Richard Feinmann, chest physician, Uganda
Chest physician Richard Feinmann is volunteering in Uganda, where life expectancy is just 51 and over a third of the population live in poverty. Here Richard describes the challenges facing patients and why exposure to these challenges is so crucial for UK health professionals.
I hadn’t realised VSO would want people of my age. All my VSO contacts went overseas straight out of university, so I was a little tentative when I contacted VSO and said, “I’m an old git, I have reasonable health and these talents, are you interested?” And I really did expect them to say no but was pleasantly surprised. So here I am and I think it’s the best decision I ever made.
Here at International Hospital Kampala I’m called “Doctor Richard”, which is quite nice in a way – all the doctors are called by their first name. It’s a private hospital but has a charity wing, Hope Ward, which is where I work. It’s for people who can’t afford healthcare. There are a lot of people in Uganda with no money. If you don’t have money, you can’t get transport to the hospital or clinic. And even if you do get there you don’t have money to pay for drugs to get you better. The Ugandan government does provide free drugs for HIV, TB and malaria but they often run out. Sad stories of patients selling their HIV drugs to buy food are all too true.

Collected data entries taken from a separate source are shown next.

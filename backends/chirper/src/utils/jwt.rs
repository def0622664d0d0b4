use axum::headers::authorization::Credentials;
use jsonwebtoken::{Algorithm, DecodingKey, EncodingKey, Header, Validation};
use serde::{Deserialize, Serialize};

use crate::{db::UserId, error::AppResult};

const ALGORITHM: Algorithm = Algorithm::HS256;

#[derive(Debug, Serialize, Deserialize)]
pub struct Claims {
    pub exp: i64,
    pub user_id: UserId,
    /// Session epoch of the user when the token was issued.
    pub epoch: i64,
}

/// Signing material shared by every handler that issues or checks tokens.
#[derive(Clone)]
pub struct JwtKeys {
    encoding: EncodingKey,
    decoding: DecodingKey,
    ttl: chrono::Duration,
}

impl JwtKeys {
    pub fn from_secret(secret: &[u8], ttl_days: i64) -> Self {
        Self {
            encoding: EncodingKey::from_secret(secret),
            decoding: DecodingKey::from_secret(secret),
            ttl: chrono::Duration::days(ttl_days),
        }
    }

    pub fn generate(&self, user_id: UserId, epoch: i64) -> AppResult<String> {
        let exp = (chrono::Utc::now() + self.ttl).timestamp();
        let claims = Claims {
            exp,
            user_id,
            epoch,
        };
        let token = jsonwebtoken::encode(&Header::new(ALGORITHM), &claims, &self.encoding)?;
        Ok(token)
    }

    pub fn verify(&self, token: &str) -> AppResult<Claims> {
        let claims =
            jsonwebtoken::decode::<Claims>(token, &self.decoding, &Validation::new(ALGORITHM))?
                .claims;
        Ok(claims)
    }
}

#[derive(Debug)]
pub struct JWTToken(pub String);

impl Credentials for JWTToken {
    const SCHEME: &'static str = "Token";

    fn decode(value: &axum::http::HeaderValue) -> Option<Self> {
        let mut it = value.to_str().ok()?.split_whitespace();
        let scheme = it.next()?;
        let token = it.next()?;

        if scheme != Self::SCHEME || it.next().is_some() {
            None?
        }

        Some(Self(token.to_string()))
    }

    fn encode(&self) -> axum::http::HeaderValue {
        unreachable!()
    }
}

#[cfg(test)]
mod tests {
    use axum::http::HeaderValue;

    use super::*;
    use crate::error::AppError;

    #[test]
    fn issued_tokens_verify() {
        let keys = JwtKeys::from_secret(b"test-secret", 30);
        let token = keys.generate(7, 3).unwrap();

        let claims = keys.verify(&token).unwrap();
        assert_eq!(claims.user_id, 7);
        assert_eq!(claims.epoch, 3);
    }

    #[test]
    fn tokens_from_another_secret_are_rejected() {
        let token = JwtKeys::from_secret(b"one", 30).generate(1, 0).unwrap();
        let other = JwtKeys::from_secret(b"two", 30);

        assert!(matches!(other.verify(&token), Err(AppError::JwtError(_))));
    }

    #[test]
    fn expired_tokens_are_rejected() {
        let keys = JwtKeys::from_secret(b"test-secret", -1);
        let token = keys.generate(1, 0).unwrap();

        assert!(keys.verify(&token).is_err());
    }

    #[test]
    fn credentials_require_the_token_scheme() {
        let ok = JWTToken::decode(&HeaderValue::from_static("Token abc.def")).unwrap();
        assert_eq!(ok.0, "abc.def");

        assert!(JWTToken::decode(&HeaderValue::from_static("Bearer abc.def")).is_none());
        assert!(JWTToken::decode(&HeaderValue::from_static("Token a b")).is_none());
        assert!(JWTToken::decode(&HeaderValue::from_static("Token")).is_none());
    }
}
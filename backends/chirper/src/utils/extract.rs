//! Drop-in replacements for axum's `Json`, `Path` and `Query` whose
//! rejections go through [`AppError`], so malformed requests still get a
//! JSON error body.

use axum::{
    extract::{FromRequest, FromRequestParts},
    response::{IntoResponse, Response},
};
use serde::Serialize;

use crate::error::AppError;

#[derive(Debug, FromRequest)]
#[from_request(via(axum::Json), rejection(AppError))]
pub struct Json<T>(pub T);

impl<T: Serialize> IntoResponse for Json<T> {
    fn into_response(self) -> Response {
        axum::Json(self.0).into_response()
    }
}

#[derive(Debug, FromRequestParts)]
#[from_request(via(axum::extract::Path), rejection(AppError))]
pub struct Path<T>(pub T);

#[derive(Debug, FromRequestParts)]
#[from_request(via(axum::extract::Query), rejection(AppError))]
pub struct Query<T>(pub T);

Making sustainable changes
A lot of patients, particularly those with HIV and TB, come to us quite late and we really think they’re going to die. We feed them up with this disgusting stuff called millet porridge and they get their drugs and within a fortnight they’re up and about. It’s remarkable. There are not always successes, but people often bounce back when you just don’t think they will. So it’s a really rewarding job, but we’re only scratching the surface.

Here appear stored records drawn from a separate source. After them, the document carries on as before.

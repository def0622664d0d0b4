pub mod auth;
pub mod profile;
pub mod tweets;

use serde::Serialize;

#[derive(Debug, Clone, Copy, PartialEq, Eq, Serialize)]
#[serde(rename_all = "lowercase")]
pub enum NoticeLevel {
    Success,
    Warning,
}

/// One-shot message describing the outcome of an action, shown to the user
/// alongside the response it arrives with.
#[derive(Debug, Serialize)]
pub struct Notice {
    pub level: NoticeLevel,
    pub message: String,
}

impl Notice {
    pub fn success(message: impl Into<String>) -> Self {
        Self {
            level: NoticeLevel::Success,
            message: message.into(),
        }
    }

    pub fn warning(message: impl Into<String>) -> Self {
        Self {
            level: NoticeLevel::Warning,
            message: message.into(),
        }
    }
}
//! Drill-down for a single partner
//!
//! Reads the full, unfiltered dataset so the detail page is stable while the
//! sidebar filters change.

use super::timeseries::{activity_by_date, revenue_by_date, ActivityPoint, RevenuePoint};
use crate::dataset::Dataset;
use crate::error::{DashboardError, DashboardResult};
use crate::model::{ActivityRecord, ActivityType, FactRecord, Partner, PartnerId, SalesRecord, SocialRecord};
use serde::Serialize;
use std::cmp::Reverse;
use std::collections::BTreeMap;

/// Rows shown in the "recent" tables
pub const RECENT_ROWS: usize = 10;

#[derive(Debug, Clone, PartialEq, Serialize)]
pub struct ActivityTypeCount {
    pub activity_type: ActivityType,
    pub count: u64,
}

/// Everything the partner detail tabs display
#[derive(Debug, Clone, PartialEq)]
pub struct PartnerDetail {
    pub partner: Partner,
    pub parent: Option<Partner>,
    pub children: Vec<Partner>,
    /// Levels below the root
    pub depth: usize,
    /// Partners anywhere below this one
    pub downline: usize,
    pub revenue_by_date: Vec<RevenuePoint>,
    pub recent_transactions: Vec<SalesRecord>,
    pub activity_breakdown: Vec<ActivityTypeCount>,
    pub activity_timeline: Vec<ActivityPoint>,
    pub recent_activities: Vec<ActivityRecord>,
    pub social: Vec<SocialRecord>,
}

/// Newest `RECENT_ROWS` records, newest first; same-day records keep table order
fn most_recent<T: FactRecord + Clone>(rows: &[&T]) -> Vec<T> {
    let mut recent: Vec<T> = rows.iter().map(|r| (*r).clone()).collect();
    recent.sort_by_key(|r| Reverse(r.date()));
    recent.truncate(RECENT_ROWS);
    recent
}

pub fn partner_detail(dataset: &Dataset, id: PartnerId) -> DashboardResult<PartnerDetail> {
    let index = dataset.partner_index();
    let partner = index
        .get(&id)
        .map(|p| (*p).clone())
        .ok_or(DashboardError::UnknownPartner(id))?;

    let hierarchy = dataset.hierarchy();
    let lookup = |pid: PartnerId| index.get(&pid).map(|p| (*p).clone());
    let parent = hierarchy.parent(id).and_then(lookup);
    let children = hierarchy.children(id).into_iter().filter_map(lookup).collect();

    let sales: Vec<&SalesRecord> = dataset.sales.iter().filter(|s| s.partner_id == id).collect();
    let activity: Vec<&ActivityRecord> = dataset.activity.iter().filter(|a| a.partner_id == id).collect();

    let mut counts: BTreeMap<ActivityType, u64> = BTreeMap::new();
    for a in &activity {
        *counts.entry(a.activity_type).or_default() += 1;
    }
    let mut activity_breakdown: Vec<ActivityTypeCount> = counts
        .into_iter()
        .map(|(activity_type, count)| ActivityTypeCount { activity_type, count })
        .collect();
    activity_breakdown.sort_by_key(|c| Reverse(c.count));

    Ok(PartnerDetail {
        revenue_by_date: revenue_by_date(sales.iter().copied()),
        activity_timeline: activity_by_date(activity.iter().copied()),
        social: dataset.social.iter().filter(|s| s.partner_id == id).cloned().collect(),
        partner,
        parent,
        children,
        depth: hierarchy.depth(id).unwrap_or_default(),
        downline: hierarchy.descendants(id).len(),
        recent_transactions: most_recent(&sales),
        activity_breakdown,
        recent_activities: most_recent(&activity),
    })
}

The doctors here are very hard working and very bright, but they don’t get a lot of support and every day they’re seeing things they’ve never seen before. So it’s good to supervise them on the ward rounds, to say, “why did you do that? Had you thought of doing it this way?” I work with the nurses too. Before they just weren’t used to being asked for their opinion, but now they’re so forthcoming. It’s very satisfying for me to see them change and their standards improve. To make all this sustainable I’m about to start working alongside a Ugandan specialist physician who will take over my role. It’s really important to have a figurehead, a key person who will teach and work with nurses when I leave.
I think it’s absolutely key for health workers in the UK to have exposure to Africa. If you haven’t, you just can’t imagine what the difference in healthcare is. It has been a real eye opener. I think every doctor should experience it if they can.